In April 1953 DCI Allen Dulles and Richard Helms, Assistant Deputy Director for Plans, authorized the Technical Services Staff to conduct a supersecret behavioral research program under the code name MKULTRA. Because the research involved recently synthesized drugs and pharmaceuticals (including LSD), the program became the responsibility of TSS’s Chemistry Division, headed by Dr. Sidney Gottlieb. In concept, MKULTRA descended from OSS’s World War II research and subsequent authorized CIA drug-testing programs Project BLUEBIRD (1950) and Project ARTICHOKE (1951).14
As chief of the OSS R&D organization Stanley Lovell had worked on chemical and biological weapons. After the war, the Army Chemical Corps investigated the effect of drugs on interrogation for both offensive and defensive use. At the same time, the CIA was receiving reports that the Soviets were experimenting with so-called mind-control techniques and drugs with some success. Fear that brainwashing techniques had been perfected by the Communist Chinese and the North Koreans added impetus to the mission to understand better the science of human behavior. Among the hallucinogenic drugs, LSD held a particular fascination, in part because of reports that the Soviets had shown an interest.
CIA Director Dulles had voiced public alarm over America’s limited understanding of how people’s thinking could be influenced. Speaking from a prepared text to alumni of his alma mater, Princeton University, at Hot Springs, Virginia, on April 10, 1953, Dulles asserted that the U.S. government had been “driven [by the tensions of the Cold War] to take positive steps to recognize psychological warfare and to play an active role in it.” Dulles described a “sinister battle for men’s minds” being waged by the Soviets and questioned whether America recognized the magnitude of the problem. He suggested the ongoing conflict be called “brain warfare.”

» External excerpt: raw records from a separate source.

use crate::Keyword;

#[derive(Clone, Copy, PartialEq, Eq, PartialOrd, Ord, Hash, Debug)]
#[cfg_attr(feature = "serde", derive(serde::Serialize, serde::Deserialize))]
pub enum ContainerKind {
	#[cfg_attr(feature = "serde", serde(rename = "@graph"))]
	Graph,

	#[cfg_attr(feature = "serde", serde(rename = "@id"))]
	Id,

	#[cfg_attr(feature = "serde", serde(rename = "@index"))]
	Index,

	#[cfg_attr(feature = "serde", serde(rename = "@language"))]
	Language,

	#[cfg_attr(feature = "serde", serde(rename = "@list"))]
	List,

	#[cfg_attr(feature = "serde", serde(rename = "@set"))]
	Set,

	#[cfg_attr(feature = "serde", serde(rename = "@type"))]
	Type,
}

impl ContainerKind {
	pub fn into_keyword(self) -> Keyword {
		self.into()
	}

	pub fn keyword(&self) -> Keyword {
		self.into_keyword()
	}

	pub fn as_str(&self) -> &'static str {
		self.into_keyword().into_str()
	}
}

impl<'a> TryFrom<&'a str> for ContainerKind {
	type Error = &'a str;

	fn try_from(str: &'a str) -> Result<ContainerKind, &'a str> {
		use ContainerKind::*;
		match str {
			"@graph" => Ok(Graph),
			"@id" => Ok(Id),
			"@index" => Ok(Index),
			"@language" => Ok(Language),
			"@list" => Ok(List),
			"@set" => Ok(Set),
			"@type" => Ok(Type),
			_ => Err(str),
		}
	}
}

impl TryFrom<Keyword> for ContainerKind {
	type Error = Keyword;

	fn try_from(k: Keyword) -> Result<ContainerKind, Keyword> {
		use ContainerKind::*;
		match k {
			Keyword::Graph => Ok(Graph),
			Keyword::Id => Ok(Id),
			Keyword::Index => Ok(Index),
			Keyword::Language => Ok(Language),
			Keyword::List => Ok(List),
			Keyword::Set => Ok(Set),
			Keyword::Type => Ok(Type),
			k => Err(k),
		}
	}
}

impl From<ContainerKind> for Keyword {
	fn from(c: ContainerKind) -> Keyword {
		use ContainerKind::*;
		match c {
			Graph => Keyword::Graph,
			Id => Keyword::Id,
			Index => Keyword::Index,
			Language => Keyword::Language,
			List => Keyword::List,
			Set => Keyword::Set,
			Type => Keyword::Type,
		}
	}
}

impl From<ContainerKind> for Container {
	fn from(c: ContainerKind) -> Self {
		Container::One(c)
	}
}

#[derive(Clone, PartialEq, Eq, PartialOrd, Ord, Hash, Debug)]
#[cfg_attr(
	feature = "serde",
	derive(serde::Serialize, serde::Deserialize),
	serde(untagged)
)]
pub enum Container {
	One(ContainerKind),
	Many(Vec<ContainerKind>),
}

impl Container {
	pub fn is_array(&self) -> bool {
		matches!(self, Self::Many(_))
	}

	pub fn sub_fragments(&self) -> SubValues {
		match self {
			Self::One(_) => SubValues::None,
			Self::Many(m) => SubValues::Many(m.iter()),
		}
	}
}

pub enum SubValues<'a> {
	None,
	Many(std::slice::Iter<'a, ContainerKind>),
}

impl<'a> Iterator for SubValues<'a> {
	type Item = &'a ContainerKind;

	fn size_hint(&self) -> (usize, Option<usize>) {
		match self {
			Self::None => (0, Some(0)),
			Self::Many(m) => m.size_hint(),
		}
	}

	fn next(&mut self) -> Option<Self::Item> {
		match self {
			Self::None => None,
			Self::Many(m) => m.next(),
		}
	}
}

impl<'a> ExactSizeIterator for SubValues<'a> {}

impl<'a> DoubleEndedIterator for SubValues<'a> {
	fn next_back(&mut self) -> Option<Self::Item> {
		match self {
			Self::None => None,
			Self::Many(m) => m.next_back(),
		}
	}
}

The speech accused the Soviets of attempts at mass indoctrination of the population of countries they attempted to control and the perversion of minds of selected individuals. Under the latter circumstances, Dulles commented, a person’s brain “becomes a phonograph playing a disc put on its spindle by an outside genius over which it has no control.”15 Before the month ended, the DCI had followed up on his public description of the threat by approving the ultrasecret MKULTRA research program. Its intent would be to understand the human mind in order to counter Soviet capabilities for mind control and create tools that could be used by U.S. intelligence officers for agent recruitment and handling. The project would sponsor research and experimentation with any available chemical and biological materials and tap into expertise across the disciplines of psychology, psychiatry, pharmaceuticals, and hypnosis.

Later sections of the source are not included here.